[Records provided — start]
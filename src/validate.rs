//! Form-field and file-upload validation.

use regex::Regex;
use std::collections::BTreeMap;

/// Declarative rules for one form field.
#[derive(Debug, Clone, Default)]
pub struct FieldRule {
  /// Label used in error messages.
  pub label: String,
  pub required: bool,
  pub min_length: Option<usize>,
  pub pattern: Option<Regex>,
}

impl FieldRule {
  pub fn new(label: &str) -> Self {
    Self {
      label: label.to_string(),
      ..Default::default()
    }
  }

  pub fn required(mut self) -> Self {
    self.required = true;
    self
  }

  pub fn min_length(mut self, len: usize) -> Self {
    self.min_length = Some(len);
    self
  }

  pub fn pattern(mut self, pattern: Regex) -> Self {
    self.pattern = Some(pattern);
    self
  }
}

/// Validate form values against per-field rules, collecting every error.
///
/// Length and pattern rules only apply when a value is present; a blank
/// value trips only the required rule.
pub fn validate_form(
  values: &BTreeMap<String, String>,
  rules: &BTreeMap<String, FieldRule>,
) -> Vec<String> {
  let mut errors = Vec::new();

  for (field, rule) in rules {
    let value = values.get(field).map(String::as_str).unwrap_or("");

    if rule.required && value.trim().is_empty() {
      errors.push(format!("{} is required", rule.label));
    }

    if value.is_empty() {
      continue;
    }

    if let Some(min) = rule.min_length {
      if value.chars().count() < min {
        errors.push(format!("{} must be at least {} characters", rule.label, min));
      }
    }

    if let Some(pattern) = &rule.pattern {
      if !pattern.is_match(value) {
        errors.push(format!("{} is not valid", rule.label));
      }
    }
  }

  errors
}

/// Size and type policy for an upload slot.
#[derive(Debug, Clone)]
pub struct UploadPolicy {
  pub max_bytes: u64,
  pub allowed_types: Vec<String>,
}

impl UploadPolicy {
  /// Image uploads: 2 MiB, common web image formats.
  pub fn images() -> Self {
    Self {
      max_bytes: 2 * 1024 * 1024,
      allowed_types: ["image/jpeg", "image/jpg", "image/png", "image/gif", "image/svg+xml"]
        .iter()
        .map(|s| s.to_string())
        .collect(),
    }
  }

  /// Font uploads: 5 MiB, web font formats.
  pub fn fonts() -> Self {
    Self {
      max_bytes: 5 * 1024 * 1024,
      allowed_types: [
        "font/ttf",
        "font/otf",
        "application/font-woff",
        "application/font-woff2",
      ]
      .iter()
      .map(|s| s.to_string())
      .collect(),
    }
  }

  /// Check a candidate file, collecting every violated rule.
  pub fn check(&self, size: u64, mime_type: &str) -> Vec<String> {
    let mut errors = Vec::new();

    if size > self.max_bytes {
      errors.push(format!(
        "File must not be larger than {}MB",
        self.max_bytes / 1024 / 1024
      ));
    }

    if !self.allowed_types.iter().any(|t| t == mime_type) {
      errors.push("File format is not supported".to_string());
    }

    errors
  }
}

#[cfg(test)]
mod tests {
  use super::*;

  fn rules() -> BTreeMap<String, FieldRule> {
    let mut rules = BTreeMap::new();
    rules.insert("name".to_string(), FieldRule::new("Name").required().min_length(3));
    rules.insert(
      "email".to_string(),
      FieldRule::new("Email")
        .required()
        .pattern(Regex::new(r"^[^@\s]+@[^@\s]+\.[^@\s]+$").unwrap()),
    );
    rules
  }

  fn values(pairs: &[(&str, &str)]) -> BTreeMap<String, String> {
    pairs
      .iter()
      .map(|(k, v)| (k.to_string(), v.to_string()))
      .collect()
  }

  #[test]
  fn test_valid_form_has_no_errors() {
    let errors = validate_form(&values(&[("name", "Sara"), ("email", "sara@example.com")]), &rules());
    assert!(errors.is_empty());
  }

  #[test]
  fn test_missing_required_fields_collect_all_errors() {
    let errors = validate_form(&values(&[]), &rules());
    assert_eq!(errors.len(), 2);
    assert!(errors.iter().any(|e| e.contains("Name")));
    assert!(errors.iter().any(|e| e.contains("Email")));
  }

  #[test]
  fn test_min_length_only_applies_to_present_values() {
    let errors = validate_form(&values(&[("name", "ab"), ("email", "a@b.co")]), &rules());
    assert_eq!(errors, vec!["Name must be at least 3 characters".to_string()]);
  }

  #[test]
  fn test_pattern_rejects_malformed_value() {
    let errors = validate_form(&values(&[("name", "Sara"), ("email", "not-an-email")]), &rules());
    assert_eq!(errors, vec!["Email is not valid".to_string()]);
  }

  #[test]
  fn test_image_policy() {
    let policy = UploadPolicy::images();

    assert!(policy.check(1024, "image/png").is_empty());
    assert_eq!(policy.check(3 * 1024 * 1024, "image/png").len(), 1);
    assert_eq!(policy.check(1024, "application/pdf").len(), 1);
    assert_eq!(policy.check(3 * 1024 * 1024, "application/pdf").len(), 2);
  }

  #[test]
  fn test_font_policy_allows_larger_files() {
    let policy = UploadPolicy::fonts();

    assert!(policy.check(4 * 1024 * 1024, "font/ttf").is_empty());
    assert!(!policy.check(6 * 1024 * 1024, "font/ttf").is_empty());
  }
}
[Records provided — finish]
[Records provided — start]
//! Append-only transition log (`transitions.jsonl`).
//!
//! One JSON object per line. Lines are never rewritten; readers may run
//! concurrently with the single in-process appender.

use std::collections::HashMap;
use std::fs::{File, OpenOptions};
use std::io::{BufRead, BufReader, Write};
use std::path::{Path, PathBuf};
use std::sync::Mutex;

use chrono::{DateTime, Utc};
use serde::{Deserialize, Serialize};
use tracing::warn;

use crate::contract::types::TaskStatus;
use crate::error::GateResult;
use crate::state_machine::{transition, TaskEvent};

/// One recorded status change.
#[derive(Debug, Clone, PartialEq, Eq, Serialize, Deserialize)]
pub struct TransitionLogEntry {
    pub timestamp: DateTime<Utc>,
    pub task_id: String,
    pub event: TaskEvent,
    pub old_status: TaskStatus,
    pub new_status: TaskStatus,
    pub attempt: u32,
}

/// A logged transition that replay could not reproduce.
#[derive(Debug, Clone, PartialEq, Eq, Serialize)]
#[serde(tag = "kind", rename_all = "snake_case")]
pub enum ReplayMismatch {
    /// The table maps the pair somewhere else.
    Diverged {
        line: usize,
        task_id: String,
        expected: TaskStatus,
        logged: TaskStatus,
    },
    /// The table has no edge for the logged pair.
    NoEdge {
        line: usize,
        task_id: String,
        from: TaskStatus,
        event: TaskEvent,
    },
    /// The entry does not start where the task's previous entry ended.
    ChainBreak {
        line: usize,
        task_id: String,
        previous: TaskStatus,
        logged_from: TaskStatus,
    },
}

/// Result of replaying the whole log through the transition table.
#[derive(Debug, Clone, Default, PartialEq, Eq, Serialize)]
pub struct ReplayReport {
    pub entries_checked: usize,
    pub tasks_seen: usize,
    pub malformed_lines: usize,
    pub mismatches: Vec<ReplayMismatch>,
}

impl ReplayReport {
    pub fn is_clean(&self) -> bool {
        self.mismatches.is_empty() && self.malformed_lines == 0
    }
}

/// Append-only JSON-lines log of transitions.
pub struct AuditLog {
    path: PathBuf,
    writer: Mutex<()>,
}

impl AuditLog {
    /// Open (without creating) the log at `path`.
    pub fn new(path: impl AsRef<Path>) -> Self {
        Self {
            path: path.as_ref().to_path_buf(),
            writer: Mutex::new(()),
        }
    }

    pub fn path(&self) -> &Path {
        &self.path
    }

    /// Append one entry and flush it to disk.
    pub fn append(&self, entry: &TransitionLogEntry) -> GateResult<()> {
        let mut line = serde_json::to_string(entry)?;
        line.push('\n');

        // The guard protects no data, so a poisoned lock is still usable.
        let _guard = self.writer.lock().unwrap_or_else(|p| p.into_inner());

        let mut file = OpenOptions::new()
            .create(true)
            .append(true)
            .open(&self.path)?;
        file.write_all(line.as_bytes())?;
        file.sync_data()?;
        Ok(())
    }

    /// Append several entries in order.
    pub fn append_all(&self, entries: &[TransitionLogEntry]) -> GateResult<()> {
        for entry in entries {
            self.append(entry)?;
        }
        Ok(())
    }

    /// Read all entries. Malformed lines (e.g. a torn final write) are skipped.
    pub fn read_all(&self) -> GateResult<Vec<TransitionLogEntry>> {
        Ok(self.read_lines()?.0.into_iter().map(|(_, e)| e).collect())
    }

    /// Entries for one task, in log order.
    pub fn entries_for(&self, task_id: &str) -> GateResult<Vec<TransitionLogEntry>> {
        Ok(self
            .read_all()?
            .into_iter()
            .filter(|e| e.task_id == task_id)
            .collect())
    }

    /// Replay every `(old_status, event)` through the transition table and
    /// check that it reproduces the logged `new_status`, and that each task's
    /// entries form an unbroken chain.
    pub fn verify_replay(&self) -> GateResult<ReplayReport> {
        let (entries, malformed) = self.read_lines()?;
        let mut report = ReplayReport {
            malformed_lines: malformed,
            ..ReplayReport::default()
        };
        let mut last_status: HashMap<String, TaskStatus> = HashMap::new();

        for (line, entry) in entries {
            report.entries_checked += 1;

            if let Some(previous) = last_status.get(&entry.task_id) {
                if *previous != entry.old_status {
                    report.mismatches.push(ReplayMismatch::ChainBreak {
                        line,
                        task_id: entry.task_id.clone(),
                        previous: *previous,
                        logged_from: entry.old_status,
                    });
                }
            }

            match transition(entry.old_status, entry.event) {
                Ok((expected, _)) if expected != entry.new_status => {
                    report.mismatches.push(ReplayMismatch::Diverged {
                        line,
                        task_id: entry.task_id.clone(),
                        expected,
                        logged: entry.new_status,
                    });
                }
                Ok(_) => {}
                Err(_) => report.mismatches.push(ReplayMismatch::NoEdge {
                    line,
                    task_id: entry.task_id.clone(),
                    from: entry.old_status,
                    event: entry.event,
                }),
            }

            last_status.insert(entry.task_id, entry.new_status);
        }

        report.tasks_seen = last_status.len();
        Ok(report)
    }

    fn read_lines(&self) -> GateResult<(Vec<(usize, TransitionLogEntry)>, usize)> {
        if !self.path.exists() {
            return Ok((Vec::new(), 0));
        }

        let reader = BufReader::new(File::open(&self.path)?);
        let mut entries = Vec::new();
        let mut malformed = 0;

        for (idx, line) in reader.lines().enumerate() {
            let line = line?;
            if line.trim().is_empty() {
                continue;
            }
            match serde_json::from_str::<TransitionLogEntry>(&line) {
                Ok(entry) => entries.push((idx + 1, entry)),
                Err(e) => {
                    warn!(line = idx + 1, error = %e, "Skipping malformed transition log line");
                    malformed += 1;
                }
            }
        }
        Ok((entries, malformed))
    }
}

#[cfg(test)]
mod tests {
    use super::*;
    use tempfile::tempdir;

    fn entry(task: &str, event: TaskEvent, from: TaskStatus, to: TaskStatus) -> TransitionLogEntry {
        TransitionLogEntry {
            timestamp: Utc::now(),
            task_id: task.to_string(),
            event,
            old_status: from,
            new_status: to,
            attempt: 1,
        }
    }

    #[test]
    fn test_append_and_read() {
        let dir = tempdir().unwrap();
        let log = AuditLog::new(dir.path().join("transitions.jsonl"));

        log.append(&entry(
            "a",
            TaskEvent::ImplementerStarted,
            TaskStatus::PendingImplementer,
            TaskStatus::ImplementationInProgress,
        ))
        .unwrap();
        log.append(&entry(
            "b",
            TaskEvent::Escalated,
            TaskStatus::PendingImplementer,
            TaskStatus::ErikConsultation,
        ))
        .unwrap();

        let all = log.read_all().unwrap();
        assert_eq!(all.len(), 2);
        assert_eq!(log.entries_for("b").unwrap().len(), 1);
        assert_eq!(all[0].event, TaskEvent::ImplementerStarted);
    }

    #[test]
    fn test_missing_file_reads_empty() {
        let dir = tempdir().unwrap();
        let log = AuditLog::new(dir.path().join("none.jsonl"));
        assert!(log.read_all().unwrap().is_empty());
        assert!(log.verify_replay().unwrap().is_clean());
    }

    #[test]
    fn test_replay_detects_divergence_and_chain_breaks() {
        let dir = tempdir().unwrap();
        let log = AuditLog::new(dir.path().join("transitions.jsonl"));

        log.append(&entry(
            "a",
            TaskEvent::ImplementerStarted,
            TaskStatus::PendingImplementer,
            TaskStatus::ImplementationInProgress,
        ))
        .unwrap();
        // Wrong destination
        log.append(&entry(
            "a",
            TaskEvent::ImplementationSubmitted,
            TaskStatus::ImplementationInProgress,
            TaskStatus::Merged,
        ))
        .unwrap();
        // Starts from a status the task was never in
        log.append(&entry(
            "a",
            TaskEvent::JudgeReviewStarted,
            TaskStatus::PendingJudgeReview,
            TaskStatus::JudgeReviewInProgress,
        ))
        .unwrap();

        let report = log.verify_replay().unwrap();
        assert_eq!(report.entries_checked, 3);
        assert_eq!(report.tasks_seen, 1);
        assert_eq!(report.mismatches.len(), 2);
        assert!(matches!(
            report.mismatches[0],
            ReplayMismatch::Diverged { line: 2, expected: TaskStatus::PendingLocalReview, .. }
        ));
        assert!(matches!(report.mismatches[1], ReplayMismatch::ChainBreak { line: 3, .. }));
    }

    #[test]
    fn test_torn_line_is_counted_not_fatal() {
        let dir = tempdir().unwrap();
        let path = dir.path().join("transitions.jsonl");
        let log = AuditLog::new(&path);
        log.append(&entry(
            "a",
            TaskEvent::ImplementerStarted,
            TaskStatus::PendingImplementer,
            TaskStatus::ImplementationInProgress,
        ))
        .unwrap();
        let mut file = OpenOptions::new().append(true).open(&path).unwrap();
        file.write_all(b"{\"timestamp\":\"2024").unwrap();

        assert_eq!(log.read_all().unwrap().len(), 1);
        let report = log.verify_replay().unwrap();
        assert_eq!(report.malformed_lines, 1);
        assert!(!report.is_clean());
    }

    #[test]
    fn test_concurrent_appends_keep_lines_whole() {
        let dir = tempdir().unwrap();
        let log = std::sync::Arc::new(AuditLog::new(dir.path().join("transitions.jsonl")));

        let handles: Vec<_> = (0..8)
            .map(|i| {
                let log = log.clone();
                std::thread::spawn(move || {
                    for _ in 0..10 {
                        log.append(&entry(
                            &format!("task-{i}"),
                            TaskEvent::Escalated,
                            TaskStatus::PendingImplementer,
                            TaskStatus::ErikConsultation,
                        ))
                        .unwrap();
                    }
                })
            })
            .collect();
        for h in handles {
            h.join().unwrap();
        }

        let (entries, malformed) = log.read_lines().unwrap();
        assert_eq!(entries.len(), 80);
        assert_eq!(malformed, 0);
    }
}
[Records provided — finish]
» **What you need to do**:
Pull out all lines from the entries above that include the word "HashMap".

» **Result**:
use std::collections::HashMap;
        let mut last_status: HashMap<String, TaskStatus> = HashMap::new();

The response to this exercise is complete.